2.12. Statistical Analysis

2.12.1. Overview

We will validate the predictive performance of CHA2DS2-VASc for 90-day recurrence and secondary outcomes in the AF patient cohort by examining discrimination (AUC), calibration (calibration curves and Brier scores), and clinical utility (decision curve analysis). For CPR updating, we will use logistic regression (LR), extreme gradient boosting (XGBoost), and multilayer perceptron (MLP) models, with training and tuning performed through 5 × 2 nested cross-validation. The MLP model will employ transfer learning to incorporate information from the non-AF cohort. Model performance will be assessed on a hold-out test set using AUC, calibration curves, F1 score, and accuracy. We will utilise Shapley additive explanations (SHAP) for model interpretation and to construct two CPRs per model: one based on SHAP main effects and another incorporating both SHAP main and interaction effects. These CPRs will be evaluated against each other, CHA2DS2-VASc, and default strategies, with test tradeoff analysis to balance ease-of-use with clinical utility.

2.12.2. Data Preprocessing

Missing Data Management Imputation
Routine missing data diagnostics will first be conducted: the proportion of missing values for each variable will be reported and visually illustrated by means of a missing data heatmap. The correlation of missingness between variables will be reported pairwise and a dendrogram will be used to provide a comprehensive visual representation of pairwise comparisons.
Multiple Imputation by Chained Equations using Random Forests (MICE RF) will be implemented to impute missing values, based on the algorithm proposed by Doove et al. [93]. Multiple imputation is today’s state-of-the-art solution for handling missing data and, by incorporating a recursive partitioning technique in the MICE framework, this method can fit interactions, non-linear relationships, and complex distributions within the data. As a result, more precise and reliable imputations are achievable as the gains in preserving interaction effects have been found to outweigh the somewhat higher biases for main effects [93], a tradeoff we consider justified given our presumption of interaction effects. Importantly, the missing data mechanisms assumed by MICE (missing completely at random [MCAR] or missing at random [MAR]) are almost impossible to definitively establish [94] and the missing data diagnostics mentioned above are suited only to intuit the plausibility of MCAR. To alleviate this issue, we will include available auxiliary variables in the imputation model that are predictive of missingness but will not be used in the data analysis stages, namely hyperlipidaemia, smoking status, and 30-day NIHSS. Incorporating auxiliary variables has been shown to make the MAR assumption more plausible [95,96], all the while posing little risk to the precision or bias of estimates.
To avoid information leakage, imputation will be performed strictly within each training fold of the inner and outer cross-validation loops, and never on the full dataset before splitting.
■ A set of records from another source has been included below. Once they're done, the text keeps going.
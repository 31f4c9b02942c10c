use thiserror::Error;

#[derive(Error, Debug)]
pub enum StorageError {
    #[error("IO error: {0}")]
    Io(#[from] std::io::Error),

    #[error("Object not found: {0}")]
    NotFound(String),

    #[error("Operation not supported by this backend: {0}")]
    Unsupported(&'static str),

    #[error("Storage backend error: {0}")]
    Generic(String),
}

#[derive(Error, Debug)]
pub enum RecordError {
    #[error("Record not found: {0}")]
    NotFound(String),

    #[error("Unique constraint violated: {0}")]
    Conflict(String),

    #[error("Metadata store error: {0}")]
    Backend(String),
}

#[derive(Error, Debug)]
pub enum AuthError {
    #[error("Invalid token")]
    InvalidToken,

    #[error("Insufficient permissions: {0}")]
    Forbidden(String),

    #[error("Authentication provider error: {0}")]
    Generic(String),
}

/// Failures surfaced by the asset managers.
///
/// `Display` is the user-facing message. Backend details stay in the
/// `source` chain and are only logged.
#[derive(Error, Debug)]
pub enum AssetError {
    #[error("{0} not found")]
    NotFound(String),

    #[error("Unsupported system: {0}")]
    UnsupportedSystem(String),

    #[error("Invalid save slot {0}, expected a value from 1 to 10")]
    InvalidSlot(i64),

    #[error("Invalid file name: {0:?}")]
    InvalidFileName(String),

    #[error("Asset already exists: {0}")]
    DuplicateAsset(String),

    #[error("Access denied")]
    AccessDenied,

    /// A store could not be reached, including a record write that failed
    /// after its object was uploaded.
    #[error("Storage unavailable while {operation}")]
    StorageUnavailable {
        operation: &'static str,
        #[source]
        source: BackendFailure,
    },

    #[error("Could not remove stored object {key}")]
    StorageCleanupFailure {
        key: String,
        #[source]
        source: StorageError,
    },
}

/// The backend error behind [`AssetError::StorageUnavailable`].
#[derive(Error, Debug)]
pub enum BackendFailure {
    #[error(transparent)]
    Object(#[from] StorageError),

    #[error(transparent)]
    Records(#[from] RecordError),
}

impl AssetError {
    /// Stable machine-readable identifier for the failure.
    pub fn kind(&self) -> &'static str {
        match self {
            AssetError::NotFound(_) => "not_found",
            AssetError::UnsupportedSystem(_) => "unsupported_system",
            AssetError::InvalidSlot(_) => "invalid_slot",
            AssetError::InvalidFileName(_) => "invalid_file_name",
            AssetError::DuplicateAsset(_) => "duplicate_asset",
            AssetError::AccessDenied => "access_denied",
            AssetError::StorageUnavailable { .. } => "storage_unavailable",
            AssetError::StorageCleanupFailure { .. } => "storage_cleanup_failure",
        }
    }

    pub fn storage(operation: &'static str) -> impl FnOnce(StorageError) -> AssetError {
        move |source| AssetError::StorageUnavailable {
            operation,
            source: source.into(),
        }
    }
}

impl From<RecordError> for AssetError {
    fn from(err: RecordError) -> Self {
        match err {
            RecordError::NotFound(what) => AssetError::NotFound(what),
            RecordError::Conflict(what) => AssetError::DuplicateAsset(what),
            other => AssetError::StorageUnavailable {
                operation: "writing metadata",
                source: other.into(),
            },
        }
    }
}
Any necessary scaling or encoding of continuous variables (e.g., NIHSS, mRS, OTT, VKA days) will likewise occur within-fold. A total of 10 imputation cycles will be performed before aggregating the respective models’ outputs (i.e., computing the mean for continuous variables and selecting the mode for binary variables), with 100 trees per RF model. The constituent features of CHA2DS2-VASc will be imputed and the score calculated after imputation is complete, which has been reported to be the more appropriate approach for sumscores constructed from relatively few variables [94]. Of note, MICE RF will be performed separately for AF and non-AF cohorts because the validity of later analyses depends on the non-AF cohort having in no capacity shaped the models trained on the AF cohort.
Although missing data ubiquitously occur in RCTs, VISTA did not record how contributing trials handled missing data.
Imputation Diagnostics
Convergence of the MICE RF algorithm will be examined using trace plots of the mean and variance of the imputed values across iterations, ensuring that these metrics stabilise over the 10 imputation cycles. The distributions of observed and imputed values will be compared using density plots and histograms, visualising whether the imputed data are faithful to the observed data’s distributional characteristics. Finally, despite the fact that the missing data assumptions of complete case analysis (CCA) are stronger than those of MICE [97], we will perform a sensitivity analysis by comparing the results of our primary analyses on both the imputed and complete-case datasets.
Variable Encoding
Comorbid features, tobacco use, IVT, recurrence, and mortality will be encoded as: absent = 0 and present = 1. Sex will be encoded as: male = 0 and female = 1, as stipulated by CHA2DS2-VASc. The number of days of VKA use over 90-day follow-up will be treated as a continuous variable.
Age requires a more nuanced approach to preserve the structure of the existing CPR. For the validation analyses, age will be encoded as usual: age < 65 years = 0, 65–74 years = 1, and ≥75 = 2. For the updating analyses, the age categories (<65, 65–74, ≥75 years) will be one-hot encoded. This approach involves creating three binary variables and thereby avoids the introduction of an artificial ordinal scale that could imply a linear progression of risk across age groups. As such, it respects the non-linear risk increments that have been reported with advancing age and acknowledged by the existing CPR. Age categories will be fixed, and, in logistic regression, one dummy variable will be dropped from each categorical set to avoid the dummy variable trap.
All other variables (mRS, NIHSS, OTT) will be kept in their original format.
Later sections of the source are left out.